Maria Michałowska: At the End of This Road I Might Find a Mirror – exhibition curated by Marika Kuźmicz, president of the Arton Foundation

Organisers: Culture and Art Centre in Wrocław, Museum of Architecture in Wrocław
Exhibition at the Museum of Architecture, Bernardyńska 5, Wrocław

The monographic exhibition Maria Michałowska: At the End of This Road I Might Find a Mirror is an attempt to look at the artist’s work as a process whose essential element was the construction of her own subjectivity and investigation of her relationship with the world.
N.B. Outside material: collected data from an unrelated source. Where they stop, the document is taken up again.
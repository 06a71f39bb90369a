//! Image host adapter.
//!
//! Uploads Telegram photos and stickers to a mauImageServer-style host so IRC
//! users get a plain link. Non-JPEG images are re-encoded to JPEG first.

use std::io::Cursor;

use async_trait::async_trait;
use base64::{engine::general_purpose::STANDARD, Engine as _};
use image::ImageFormat;
use rand::{distributions::Alphanumeric, Rng};
use serde::{Deserialize, Serialize};
use tracing::{debug, warn};

use tgirc_core::{config::MisConfig, errors::Error, ports::ImageRelay, Result};

/// Length of generated image names.
pub const NAME_LEN: usize = 5;

const CLIENT_NAME: &str = concat!("tgirc ", env!("CARGO_PKG_VERSION"));

#[derive(Debug, Serialize)]
struct InsertRequest<'a> {
    image: String,
    #[serde(rename = "image-name")]
    name: &'a str,
    #[serde(rename = "image-format")]
    format: &'static str,
    #[serde(rename = "client-name")]
    client: &'static str,
    #[serde(skip_serializing_if = "is_blank")]
    username: &'a str,
    #[serde(rename = "auth-token", skip_serializing_if = "is_blank")]
    auth_token: &'a str,
    hidden: bool,
}

fn is_blank(s: &&str) -> bool {
    s.is_empty()
}

#[derive(Debug, Default, Deserialize)]
struct InsertResponse {
    #[serde(default)]
    success: bool,
}

#[derive(Clone, Debug)]
pub struct MisClient {
    cfg: MisConfig,
    http: reqwest::Client,
}

impl MisClient {
    pub fn new(cfg: MisConfig) -> Result<Self> {
        let http = reqwest::Client::builder()
            .timeout(std::time::Duration::from_secs(30))
            .build()
            .map_err(|e| Error::External(format!("http client build failed: {e}")))?;
        Ok(Self { cfg, http })
    }

    /// Upload `data` under a fresh random name and return its public URL.
    pub async fn insert(&self, data: Vec<u8>) -> Result<String> {
        if data.is_empty() {
            return Err(Error::External("refusing to upload an empty image".to_string()));
        }
        let jpeg = tokio::task::spawn_blocking(move || ensure_jpeg(data))
            .await
            .map_err(|e| Error::External(format!("image conversion task failed: {e}")))?;

        let name = image_name();
        let body = InsertRequest {
            image: STANDARD.encode(&jpeg),
            name: &name,
            format: "jpg",
            client: CLIENT_NAME,
            username: &self.cfg.username,
            auth_token: &self.cfg.password,
            hidden: true,
        };

        let resp = self
            .http
            .post(format!("{}/insert", self.cfg.address))
            .json(&body)
            .send()
            .await
            .map_err(|e| Error::External(format!("image host request error: {e}")))?;

        let status = resp.status();
        let parsed: InsertResponse = resp.json().await.unwrap_or_default();
        if !status.is_success() || !parsed.success {
            return Err(Error::External(format!(
                "image host rejected upload ({status})"
            )));
        }

        Ok(format!("{}/{name}.jpg", self.cfg.address))
    }
}

#[async_trait]
impl ImageRelay for MisClient {
    async fn upload(&self, data: Vec<u8>) -> Option<String> {
        match self.insert(data).await {
            Ok(url) => {
                debug!(%url, "image uploaded");
                Some(url)
            }
            Err(e) => {
                warn!("image upload failed: {e}");
                None
            }
        }
    }
}

/// Random `[a-zA-Z0-9]{5}` name.
pub fn image_name() -> String {
    rand::thread_rng()
        .sample_iter(&Alphanumeric)
        .take(NAME_LEN)
        .map(char::from)
        .collect()
}

pub fn is_jpeg(data: &[u8]) -> bool {
    data.starts_with(&[0xFF, 0xD8, 0xFF])
}

/// Re-encode to JPEG. Undecodable data is passed through unchanged and left
/// for the host to reject.
pub fn ensure_jpeg(data: Vec<u8>) -> Vec<u8> {
    if is_jpeg(&data) {
        return data;
    }
    let img = match image::load_from_memory(&data) {
        Ok(img) => img,
        Err(e) => {
            warn!("could not decode image, uploading as-is: {e}");
            return data;
        }
    };

    let rgb = image::DynamicImage::ImageRgb8(img.to_rgb8());
    let mut out = Cursor::new(Vec::new());
    match rgb.write_to(&mut out, ImageFormat::Jpeg) {
        Ok(()) => out.into_inner(),
        Err(e) => {
            warn!("could not encode JPEG, uploading as-is: {e}");
            data
        }
    }
}

#[cfg(test)]
mod tests {
    use super::*;
    use tokio::{
        io::{AsyncReadExt, AsyncWriteExt},
        net::TcpListener,
    };

    fn png() -> Vec<u8> {
        let img = image::RgbaImage::from_pixel(4, 4, image::Rgba([200, 10, 10, 255]));
        let mut out = Cursor::new(Vec::new());
        image::DynamicImage::ImageRgba8(img)
            .write_to(&mut out, ImageFormat::Png)
            .unwrap();
        out.into_inner()
    }

    #[test]
    fn names_are_alphanumeric() {
        for _ in 0..50 {
            let name = image_name();
            assert_eq!(name.len(), NAME_LEN);
            assert!(name.chars().all(|c| c.is_ascii_alphanumeric()));
        }
    }

    #[test]
    fn png_is_converted() {
        let out = ensure_jpeg(png());
        assert!(is_jpeg(&out));
    }

    #[test]
    fn jpeg_and_garbage_pass_through() {
        let jpeg = vec![0xFF, 0xD8, 0xFF, 0xE0, 1, 2, 3];
        assert_eq!(ensure_jpeg(jpeg.clone()), jpeg);
        assert_eq!(ensure_jpeg(b"not an image".to_vec()), b"not an image".to_vec());
    }

    #[test]
    fn request_field_names() {
        let body = InsertRequest {
            image: "AAAA".to_string(),
            name: "abcde",
            format: "jpg",
            client: CLIENT_NAME,
            username: "",
            auth_token: "tok",
            hidden: true,
        };
        let v = serde_json::to_value(&body).unwrap();
        assert_eq!(v["image-name"], "abcde");
        assert_eq!(v["image-format"], "jpg");
        assert_eq!(v["auth-token"], "tok");
        assert_eq!(v["hidden"], true);
        assert!(v.get("username").is_none());
    }

    /// Serve one HTTP request with `response_body`, returning the request body.
    async fn one_shot_server(response_body: &'static str) -> (String, tokio::task::JoinHandle<String>) {
        let listener = TcpListener::bind("127.0.0.1:0").await.unwrap();
        let addr = format!("http://{}", listener.local_addr().unwrap());
        let task = tokio::spawn(async move {
            let (mut sock, _) = listener.accept().await.unwrap();
            let mut buf = Vec::new();
            let mut chunk = [0u8; 4096];
            let header_end = loop {
                let n = sock.read(&mut chunk).await.unwrap();
                buf.extend_from_slice(&chunk[..n]);
                if let Some(pos) = buf.windows(4).position(|w| w == b"\r\n\r\n") {
                    break pos + 4;
                }
            };
            let headers = String::from_utf8_lossy(&buf[..header_end]).to_ascii_lowercase();
            let len: usize = headers
                .lines()
                .find_map(|l| l.strip_prefix("content-length:"))
                .map(|v| v.trim().parse().unwrap())
                .unwrap_or(0);
            while buf.len() < header_end + len {
                let n = sock.read(&mut chunk).await.unwrap();
                buf.extend_from_slice(&chunk[..n]);
            }
            let response = format!(
                "HTTP/1.1 200 OK\r\nContent-Type: application/json\r\nContent-Length: {}\r\nConnection: close\r\n\r\n{response_body}",
                response_body.len()
            );
            sock.write_all(response.as_bytes()).await.unwrap();
            String::from_utf8(buf[header_end..].to_vec()).unwrap()
        });
        (addr, task)
    }

    fn client(address: String) -> MisClient {
        MisClient::new(MisConfig {
            address,
            username: "bridge".to_string(),
            password: "secret".to_string(),
        })
        .unwrap()
    }

    #[tokio::test]
    async fn upload_returns_public_url() {
        let (addr, server) = one_shot_server(r#"{"success":true}"#).await;
        let url = client(addr.clone()).upload(png()).await.unwrap();

        let name = url
            .strip_prefix(&format!("{addr}/"))
            .and_then(|s| s.strip_suffix(".jpg"))
            .unwrap();
        assert_eq!(name.len(), NAME_LEN);

        let body: serde_json::Value = serde_json::from_str(&server.await.unwrap()).unwrap();
        assert_eq!(body["image-name"], name);
        assert_eq!(body["username"], "bridge");
        let jpeg = STANDARD.decode(body["image"].as_str().unwrap()).unwrap();
        assert!(is_jpeg(&jpeg));
    }

    #[tokio::test]
    async fn rejected_upload_yields_none() {
        let (addr, _server) = one_shot_server(r#"{"success":false}"#).await;
        assert_eq!(client(addr).upload(png()).await, None);
    }

    #[tokio::test]
    async fn empty_data_is_not_uploaded() {
        let c = client("http://127.0.0.1:9".to_string());
        assert_eq!(c.upload(Vec::new()).await, None);
    }
}
//! Core of the Telegram/IRC bridge: routing, formatting, the audit log and
//! shutdown.
//!
//! This crate knows nothing about the wire protocols. IRC, Telegram and the
//! image host live behind ports (traits) implemented in adapter crates.

pub mod bridge;
pub mod config;
pub mod context;
pub mod domain;
pub mod errors;
pub mod events;
pub mod formatting;
pub mod journal;
pub mod logging;
pub mod mapping;
pub mod ports;
pub mod record;
pub mod shutdown;
pub mod split;

pub use errors::{Error, Result};
use std::path::PathBuf;

/// Core error type for the bridge.
///
/// Adapter crates map their library errors into this type so the router and
/// the binary can tell fatal failures apart from logged-and-continue ones.
#[derive(Debug, thiserror::Error)]
pub enum Error {
    #[error("config error: {0}")]
    Config(String),

    #[error("channel mapping error: {0}")]
    Mapping(String),

    #[error("i/o error: {0}")]
    Io(#[from] std::io::Error),

    #[error("json error: {0}")]
    Json(#[from] serde_json::Error),

    #[error("log file error: {path}: {source}")]
    LogFile {
        path: PathBuf,
        #[source]
        source: std::io::Error,
    },

    #[error("log writer is closed")]
    LogClosed,

    #[error("transport error: {0}")]
    Transport(String),

    #[error("external error: {0}")]
    External(String),
}

pub type Result<T> = std::result::Result<T, Error>;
Maria Michałowska actively co-created the Wrocław avant-garde milieu for over five decades. She participated in some of the most important, groundbreaking events for Polish art, including the Wrocław ’70 Visual Arts Symposium, the SP. Conceptual Art exhibition (1970), the International Meeting of Artists, Scientists and Art Theorists in Osieki (1967) or Atelier 72 in Edinburgh (1972). The subsequent phases of her work both set the tone for changes in the field of Wrocław art and resonated with them. Although claiming that her oeuvre still needs to be “discovered” would be an overstatement, it is true that she had only eleven solo exhibitions during her lifetime and no individual presentations in the last decade.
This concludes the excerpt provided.